Hot flashes and erratic menstrual periods signal the approaching
change for some. Others may have noticeable mood swings, depression,
or insomnia. If these symptoms are severe enough estrogen is prescribed.
Embarking on Estrogen Replacement Therapy (ERT) or Hormone Replacement
Therapy (HRT) plunges a woman into the debate over whether the acclaimed
benefits of taking ERT/HRT including protection from heart disease
and osteoporosis, outweigh the risks of getting breast and uterine
cancer, blood clots, and high cholesterol.
In the midst
of that debate sexuality issues often get lost. Yet these issues
may be of more immediate concern, particularly; the light to extreme
vaginal dryness which results in painful sex, and diminished sexual
desire. These symptoms do not effect all women, just as many women
never experience hot flashes. But when they occur they are inescapable
and complex to treat.
How much personal
or professional help a woman gets with her changing sexual feelings
and physical responses may depend on how comfortable she is with
her own sexuality. The degree to which she has felt sexually safe,
accepted, and desired during her growth from girl to woman will
effect how satisfactorily she can voice her needs to her doctor
and sexual partner.
Low estrogen
levels decrease blood flow to the vagina setting up a series of
falling dominoes. Decreased lubrication can make vaginal friction
and penetration uncomfortable or painful. Without lubrication a
woman may think that she is not sexually turned on, which can lead
her to question her affection for her partner. The discomfort or
pain may be severe enough for her to avoid sex and even physical
affection if it might lead to sex. If masturbation was a pleasurable
part of her sexuality (whether partnered or not) she may think she's
lost interest in herself! There may even be a feeling of shame that
the lubrication she took for granted as part of being a sexy woman
is gone, and thus the whole sexy woman is gone too. It compares
to the shame that a man feels as his erections become less reliable
with age.
It is likely
that if a woman's sexual history includes sexual abuse, or a long
or short-term unsupportive or incommunicative partner in the bedroom,
her sexuality will fare no better with the changes menopause brings
about. For example, unresolved relationship issues including money,
balance of power between partners, difference in child rearing styles,
and involvement with extended family, can all have an impact on
a couple's sexuality. If one partner in the relationship (either
male or female in a heterosexual one) carries intense anger or contempt
for the other, withholding sex becomes a powerful weapon and may
already be part of an established pattern; a lose-lose situation
for both.
In our youth
-oriented society, the menopausal woman is encouraged to restore
what she is losing through ERT or HRT. Certain hormone treatments
(estrogen, progesterone or testosterone) usually assuage menopausal
symptoms such as vaginal dryness and hot flashes. Some women even
report restoration of energy, memory, improved skin condition, and
overall well-being. What is still up for grabs is the optimum dosage,
length of time, and best hormonal combination to take in order to
maximize the benefits while reducing the risks. Just as women weighed
and chose the risks, benefits, and side effects of birth control
pills, IUDs, and other birth control devices we do so again with
ERT/HRT.
And like birth
control ERT/HRT is highly political. There is a growing number of
wonderful books on menopause, many of which reflect different biases.
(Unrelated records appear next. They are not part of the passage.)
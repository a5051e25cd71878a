//! Modelo de Leg
//!
//! Un leg es un trayecto en una dirección, de un driver, en un día calendario
//! del tenant. Existe como mucho un leg por (tenant, driver, dirección, día);
//! reenviarlo reemplaza su lista de pasajeros.

use chrono::{DateTime, NaiveDate, Utc};
use serde::{Deserialize, Serialize};
use std::fmt;

/// Dirección del trayecto
#[derive(Debug, Clone, Copy, PartialEq, Eq, Hash, Serialize, Deserialize)]
#[serde(rename_all = "lowercase")]
pub enum Direction {
    /// Antar - ida
    Departure,
    /// Jemput - vuelta
    Return,
}

impl Direction {
    /// Palabra clave del chat, sin distinguir mayúsculas
    pub fn from_keyword(keyword: &str) -> Option<Self> {
        match keyword.trim().to_lowercase().as_str() {
            "antar" | "departure" => Some(Direction::Departure),
            "jemput" | "return" => Some(Direction::Return),
            _ => None,
        }
    }

    pub fn opposite(self) -> Self {
        match self {
            Direction::Departure => Direction::Return,
            Direction::Return => Direction::Departure,
        }
    }

    /// Valor persistido en la columna `direction`
    pub fn as_str(self) -> &'static str {
        match self {
            Direction::Departure => "departure",
            Direction::Return => "return",
        }
    }

    pub fn keyword(self) -> &'static str {
        match self {
            Direction::Departure => "antar",
            Direction::Return => "jemput",
        }
    }
}

impl fmt::Display for Direction {
    fn fmt(&self, f: &mut fmt::Formatter<'_>) -> fmt::Result {
        write!(f, "{} ({})", self.as_str(), self.keyword())
    }
}

/// Tipo de viaje que justifica la tarifa cobrada
#[derive(Debug, Clone, Copy, PartialEq, Eq, Serialize, Deserialize)]
#[serde(rename_all = "kebab-case")]
pub enum TripKind {
    OneWay,
    RoundTrip,
}

impl TripKind {
    pub fn label(self) -> &'static str {
        match self {
            TripKind::OneWay => "one-way",
            TripKind::RoundTrip => "round-trip",
        }
    }
}

impl fmt::Display for TripKind {
    fn fmt(&self, f: &mut fmt::Formatter<'_>) -> fmt::Result {
        f.write_str(self.label())
    }
}

#[derive(Debug, Clone, PartialEq, Serialize, Deserialize)]
pub struct Leg {
    pub id: i64,
    pub tenant_id: i64,
    pub driver_id: i64,
    pub direction: Direction,
    pub day: NaiveDate,
    pub updated_at: DateTime<Utc>,
    pub passengers: Vec<LegPassenger>,
}

/// Pertenencia de un pasajero a un leg con la tarifa calculada al registrarlo
#[derive(Debug, Clone, PartialEq, Eq, Serialize, Deserialize, sqlx::FromRow)]
pub struct LegPassenger {
    pub passenger_name: String,
    pub fare: i64,
}

/// Tarifa resuelta para un pasajero dentro del leg que se está registrando
#[derive(Debug, Clone, PartialEq, Eq, Serialize)]
pub struct FareQuote {
    pub passenger_name: String,
    pub fare: i64,
    pub kind: TripKind,
}

impl From<&FareQuote> for LegPassenger {
    fn from(quote: &FareQuote) -> Self {
        Self {
            passenger_name: quote.passenger_name.clone(),
            fare: quote.fare,
        }
    }
}

/// Resultado de registrar un leg
#[derive(Debug, Clone, PartialEq, Serialize)]
pub struct LegReceipt {
    pub driver_name: String,
    pub direction: Direction,
    pub day: NaiveDate,
    pub passengers: Vec<FareQuote>,
}

impl LegReceipt {
    pub fn total(&self) -> i64 {
        self.passengers.iter().map(|p| p.fare).sum()
    }
}
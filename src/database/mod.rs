//! Módulo de base de datos
//!
//! Maneja la conexión y el schema de SQLite

pub mod connection;

pub use connection::{create_memory_pool, create_pool};
//! Mensaje de viaje ya interpretado

use chrono::NaiveDate;
use serde::Serialize;

use super::leg::Direction;

/// Salida del parser de mensajes de viaje.
///
/// Los pasajeros conservan el orden y los duplicados del mensaje original;
/// la política de unicidad la decide quien registra el leg.
#[derive(Debug, Clone, PartialEq, Eq, Serialize)]
pub struct TripRecord {
    pub direction: Direction,
    pub driver_name: String,
    pub day: NaiveDate,
    pub passengers: Vec<String>,
}
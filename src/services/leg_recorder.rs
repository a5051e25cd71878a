//! Registro de legs
//!
//! Convierte un `TripRecord` ya interpretado en un leg persistido. Las
//! mutaciones de un mismo (tenant, día) se serializan con un mutex por clave
//! para que la consulta del leg opuesto y el reemplazo vean el mismo estado.

use chrono::NaiveDate;
use std::collections::{HashMap, HashSet};
use std::sync::Arc;
use tokio::sync::Mutex;
use tracing::{info, warn};

use super::fare_service::FareService;
use crate::models::{Direction, LegPassenger, LegReceipt, TripRecord};
use crate::repositories::TripStore;
use crate::utils::errors::{LedgerError, LedgerResult};
use crate::utils::format::{format_day, format_rupiah};

type DayKey = (i64, NaiveDate);

/// Registro de mutex por (tenant, día)
#[derive(Default)]
struct DayLocks {
    locks: Mutex<HashMap<DayKey, Arc<Mutex<()>>>>,
}

impl DayLocks {
    async fn for_day(&self, key: DayKey) -> Arc<Mutex<()>> {
        let mut locks = self.locks.lock().await;
        // libera las entradas que ya nadie está usando
        locks.retain(|k, lock| *k == key || Arc::strong_count(lock) > 1);
        locks.entry(key).or_default().clone()
    }
}

#[derive(Clone)]
pub struct LegRecorder {
    store: Arc<dyn TripStore>,
    fares: FareService,
    locks: Arc<DayLocks>,
}

impl LegRecorder {
    pub fn new(store: Arc<dyn TripStore>) -> Self {
        Self {
            fares: FareService::new(store.clone()),
            store,
            locks: Arc::new(DayLocks::default()),
        }
    }

    /// Registra (o reemplaza) el leg descrito por `trip`.
    ///
    /// Si falla cualquier paso no se escribe nada.
    pub async fn record(&self, tenant_id: i64, trip: &TripRecord) -> LedgerResult<LegReceipt> {
        let driver = self
            .store
            .find_driver(tenant_id, &trip.driver_name)
            .await?
            .filter(|d| d.active)
            .ok_or_else(|| {
                warn!("⚠️ Driver desconocido o inactivo: {}", trip.driver_name);
                LedgerError::DriverNotFound(trip.driver_name.clone())
            })?;

        let lock = self.locks.for_day((tenant_id, trip.day)).await;
        let _guard = lock.lock().await;

        let mut seen = HashSet::new();
        let mut quotes = Vec::with_capacity(trip.passengers.len());
        for name in trip.passengers.iter().filter(|n| seen.insert(*n)) {
            quotes.push(self.fares.resolve(tenant_id, name, trip.direction, trip.day).await?);
        }

        let members: Vec<LegPassenger> = quotes.iter().map(LegPassenger::from).collect();
        self.store
            .save_leg(tenant_id, driver.id, trip.direction, trip.day, &members)
            .await?;

        info!(
            "🚐 Leg {} de {} ({}) registrado con {} pasajeros",
            trip.direction.as_str(),
            driver.name,
            trip.day,
            quotes.len()
        );

        Ok(LegReceipt {
            driver_name: driver.name,
            direction: trip.direction,
            day: trip.day,
            passengers: quotes,
        })
    }

    /// Borra todos los legs de una dirección en ese día; devuelve cuántos
    pub async fn delete(&self, tenant_id: i64, direction: Direction, day: NaiveDate) -> LedgerResult<u64> {
        let lock = self.locks.for_day((tenant_id, day)).await;
        let _guard = lock.lock().await;

        let removed = self.store.delete_legs(tenant_id, direction, day).await?;
        info!("🗑️ {} legs {} del {} eliminados (tenant {})", removed, direction.as_str(), day, tenant_id);
        Ok(removed)
    }
}

/// Confirmación en texto para el chat
pub fn render_receipt(receipt: &LegReceipt) -> String {
    let mut text = format!(
        "✅ Trip {} recorded\n🚗 Driver: {}\n📅 Date: {}\n\nPassengers:\n",
        receipt.direction,
        receipt.driver_name,
        format_day(receipt.day)
    );
    for quote in &receipt.passengers {
        text.push_str(&format!(
            "- {} ({} - {})\n",
            quote.passenger_name,
            format_rupiah(quote.fare),
            quote.kind
        ));
    }
    text.push_str(&format!("\n💰 Total: {}", format_rupiah(receipt.total())));
    text
}
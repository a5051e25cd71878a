use axum::{
    extract::{Request, State},
    http::header,
    middleware::Next,
    response::Response,
};
use tracing::warn;

use crate::state::AppState;
use crate::utils::errors::AppError;

/// Exige `Authorization: Bearer <API_TOKEN>` en la API de reportes
pub async fn require_api_token(
    State(state): State<AppState>,
    request: Request,
    next: Next,
) -> Result<Response, AppError> {
    let expected = state
        .config
        .api_token
        .as_deref()
        .ok_or_else(|| AppError::ServiceUnavailable("report API is disabled".to_string()))?;

    let provided = request
        .headers()
        .get(header::AUTHORIZATION)
        .and_then(|value| value.to_str().ok())
        .and_then(|value| value.strip_prefix("Bearer "))
        .ok_or_else(|| AppError::Unauthorized("bearer token required".to_string()))?;

    if provided != expected {
        warn!("⛔ Token inválido en la API de reportes");
        return Err(AppError::Unauthorized("invalid token".to_string()));
    }

    Ok(next.run(request).await)
}
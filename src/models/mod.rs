//! Modelos del sistema
//!
//! Este módulo contiene los modelos de datos del ledger: drivers, directorio
//! de pasajeros, legs con sus pasajeros y el reporte diario.

pub mod driver;
pub mod leg;
pub mod passenger;
pub mod report;
pub mod trip;

pub use driver::Driver;
pub use leg::{Direction, FareQuote, Leg, LegPassenger, LegReceipt, TripKind};
pub use passenger::Passenger;
pub use report::{DailyReport, DriverReport, ReportLine};
pub use trip::TripRecord;
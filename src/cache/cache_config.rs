//! Configuración de cache
//!
//! Este módulo contiene la configuración del almacén de sesiones de diálogo
//! y el contrato genérico de operaciones de cache.

use anyhow::Result;
use serde::{de::DeserializeOwned, Deserialize, Serialize};

use crate::config::EnvironmentConfig;

/// Configuración del cache
#[derive(Debug, Clone, Serialize, Deserialize)]
pub struct CacheConfig {
    pub redis_url: Option<String>,
    pub key_prefix: String,
    pub default_ttl: u64,
}

impl Default for CacheConfig {
    fn default() -> Self {
        Self {
            redis_url: None,
            key_prefix: "angkot".to_string(),
            default_ttl: 600, // 10 minutos
        }
    }
}

impl CacheConfig {
    pub fn from_environment(config: &EnvironmentConfig) -> Self {
        Self {
            redis_url: config.redis_url.clone(),
            default_ttl: config.session_ttl_secs,
            ..Self::default()
        }
    }
}

/// Operaciones de cache sobre valores serializados en JSON
#[async_trait::async_trait]
pub trait CacheOperations {
    async fn set<T: Serialize + Send + Sync>(&self, key: &str, value: &T, ttl: u64) -> Result<()>;

    /// Lee y elimina la clave en una sola operación
    async fn take<T: DeserializeOwned>(&self, key: &str) -> Result<Option<T>>;

    async fn delete(&self, key: &str) -> Result<()>;
}
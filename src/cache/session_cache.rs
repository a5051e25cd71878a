//! Sesiones de diálogo
//!
//! Guarda el prompt pendiente de cada chat (por ejemplo después de `/driver`
//! el siguiente mensaje es el nombre a registrar). El estado vive en memoria
//! o en Redis cuando `REDIS_URL` está configurado.

use anyhow::Result;
use async_trait::async_trait;
use serde::{Deserialize, Serialize};
use std::collections::HashMap;
use std::time::{Duration, Instant};
use tokio::sync::RwLock;
use tracing::debug;

use super::{CacheOperations, RedisClient};

/// Lo que espera el bot como siguiente mensaje del chat
#[derive(Debug, Clone, Copy, PartialEq, Eq, Serialize, Deserialize)]
#[serde(rename_all = "snake_case")]
pub enum PendingPrompt {
    DriverName,
    PassengerName,
}

#[async_trait]
pub trait SessionStore: Send + Sync {
    async fn set_pending(&self, tenant_id: i64, prompt: PendingPrompt) -> Result<()>;

    /// Devuelve y borra el prompt pendiente
    async fn take_pending(&self, tenant_id: i64) -> Result<Option<PendingPrompt>>;

    async fn clear(&self, tenant_id: i64) -> Result<()>;
}

/// Sesiones en memoria con expiración
pub struct MemorySessionStore {
    ttl: Duration,
    entries: RwLock<HashMap<i64, (PendingPrompt, Instant)>>,
}

impl MemorySessionStore {
    pub fn new(ttl: Duration) -> Self {
        Self {
            ttl,
            entries: RwLock::new(HashMap::new()),
        }
    }
}

#[async_trait]
impl SessionStore for MemorySessionStore {
    async fn set_pending(&self, tenant_id: i64, prompt: PendingPrompt) -> Result<()> {
        let mut entries = self.entries.write().await;
        let now = Instant::now();
        entries.retain(|_, (_, created)| now.duration_since(*created) < self.ttl);
        entries.insert(tenant_id, (prompt, now));
        debug!("💬 Prompt {:?} pendiente para {}", prompt, tenant_id);
        Ok(())
    }

    async fn take_pending(&self, tenant_id: i64) -> Result<Option<PendingPrompt>> {
        let mut entries = self.entries.write().await;
        Ok(entries
            .remove(&tenant_id)
            .filter(|(_, created)| created.elapsed() < self.ttl)
            .map(|(prompt, _)| prompt))
    }

    async fn clear(&self, tenant_id: i64) -> Result<()> {
        self.entries.write().await.remove(&tenant_id);
        Ok(())
    }
}

/// Sesiones en Redis (`SET EX` + `GETDEL`)
pub struct RedisSessionStore {
    redis: RedisClient,
}

impl RedisSessionStore {
    pub fn new(redis: RedisClient) -> Self {
        Self { redis }
    }
}

#[async_trait]
impl SessionStore for RedisSessionStore {
    async fn set_pending(&self, tenant_id: i64, prompt: PendingPrompt) -> Result<()> {
        let key = self.redis.session_key(tenant_id);
        self.redis.set(&key, &prompt, self.redis.default_ttl()).await
    }

    async fn take_pending(&self, tenant_id: i64) -> Result<Option<PendingPrompt>> {
        let key = self.redis.session_key(tenant_id);
        self.redis.take(&key).await
    }

    async fn clear(&self, tenant_id: i64) -> Result<()> {
        let key = self.redis.session_key(tenant_id);
        self.redis.delete(&key).await
    }
}

#[cfg(test)]
mod tests {
    use super::*;

    #[tokio::test]
    async fn test_pending_prompt_is_consumed_once() {
        let sessions = MemorySessionStore::new(Duration::from_secs(60));

        sessions.set_pending(1, PendingPrompt::DriverName).await.unwrap();
        assert_eq!(sessions.take_pending(2).await.unwrap(), None);
        assert_eq!(sessions.take_pending(1).await.unwrap(), Some(PendingPrompt::DriverName));
        assert_eq!(sessions.take_pending(1).await.unwrap(), None);
    }

    #[tokio::test]
    async fn test_latest_prompt_wins_and_clear() {
        let sessions = MemorySessionStore::new(Duration::from_secs(60));

        sessions.set_pending(1, PendingPrompt::DriverName).await.unwrap();
        sessions.set_pending(1, PendingPrompt::PassengerName).await.unwrap();
        assert_eq!(sessions.take_pending(1).await.unwrap(), Some(PendingPrompt::PassengerName));

        sessions.set_pending(1, PendingPrompt::DriverName).await.unwrap();
        sessions.clear(1).await.unwrap();
        assert_eq!(sessions.take_pending(1).await.unwrap(), None);
    }

    #[tokio::test]
    async fn test_expired_prompt_is_ignored() {
        let sessions = MemorySessionStore::new(Duration::from_millis(10));

        sessions.set_pending(1, PendingPrompt::DriverName).await.unwrap();
        tokio::time::sleep(Duration::from_millis(30)).await;
        assert_eq!(sessions.take_pending(1).await.unwrap(), None);
    }

    #[test]
    fn test_prompt_serializes_as_snake_case() {
        let json = serde_json::to_string(&PendingPrompt::PassengerName).unwrap();
        assert_eq!(json, "\"passenger_name\"");
    }
}
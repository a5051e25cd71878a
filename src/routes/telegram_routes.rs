use axum::{extract::State, http::HeaderMap, routing::post, Json, Router};
use serde_json::{json, Value};
use tracing::warn;

use crate::dto::Update;
use crate::state::AppState;
use crate::utils::errors::{AppError, AppResult};

const SECRET_HEADER: &str = "x-telegram-bot-api-secret-token";

pub fn create_telegram_router() -> Router<AppState> {
    Router::new().route("/webhook", post(webhook))
}

async fn webhook(
    State(state): State<AppState>,
    headers: HeaderMap,
    Json(update): Json<Update>,
) -> AppResult<Json<Value>> {
    if let Some(secret) = &state.config.telegram_webhook_secret {
        let provided = headers.get(SECRET_HEADER).and_then(|v| v.to_str().ok());
        if provided != Some(secret.as_str()) {
            warn!("⛔ Webhook con secret inválido");
            return Err(AppError::Unauthorized("invalid webhook secret".to_string()));
        }
    }

    let dispatcher = state
        .dispatcher
        .as_ref()
        .ok_or_else(|| AppError::ServiceUnavailable("Telegram is not configured".to_string()))?;

    // se responde de inmediato; las respuestas salen por sendMessage
    dispatcher.dispatch(update).await;
    Ok(Json(json!({ "ok": true })))
}
//! Shared application state
//!
//! Este módulo define el estado compartido de la aplicación que se pasa
//! a través del router de Axum y al worker de polling.

use std::sync::Arc;

use crate::cache::SessionStore;
use crate::clients::TelegramClient;
use crate::config::environment::EnvironmentConfig;
use crate::controllers::MessageController;
use crate::polling::UpdateDispatcher;
use crate::repositories::TripStore;
use crate::utils::clock::Clock;

#[derive(Clone)]
pub struct AppState {
    pub config: EnvironmentConfig,
    pub controller: MessageController,
    /// Colas por chat; solo existe si hay cliente de Telegram
    pub dispatcher: Option<UpdateDispatcher>,
    pub storage_label: &'static str,
    pub sessions_label: &'static str,
}

impl AppState {
    pub fn new(
        config: EnvironmentConfig,
        store: Arc<dyn TripStore>,
        sessions: Arc<dyn SessionStore>,
        clock: Arc<dyn Clock>,
        telegram: Option<TelegramClient>,
        storage_label: &'static str,
        sessions_label: &'static str,
    ) -> Self {
        let controller = MessageController::new(store, sessions, clock, config.admin_id);
        let dispatcher = telegram.map(|client| UpdateDispatcher::new(controller.clone(), Arc::new(client)));
        Self {
            config,
            controller,
            dispatcher,
            storage_label,
            sessions_label,
        }
    }
}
Often an author shows preferences for or against ERT/HRT, and for
or against synthetic, plant or animal-derived compounds. In some
books, sexuality takes center stage, and it seems to make perfect
sense to take hormones to restore sexual vigor and interest. In
others you might conclude that you would be making a bargain with
the devil by risking cancer and blood clots for a good lay.
Some authors
accuse "the feminists" of portraying hormone therapy as
a conspiracy of the male dominated medical model that considers
menopause to be a disease, and a conspiracy of the billion-dollar
drug industry that has profited from ERT/HRT sales. While there
is objective truth to these interpretations, a woman may not know
herself what drives her choices; concerns for her health, or anger
at the drug industry or the male dominated medical establishment.
What about the "naturalness" of the most widely prescribed
estrogen compound which is derived from the urine of pregnant mares?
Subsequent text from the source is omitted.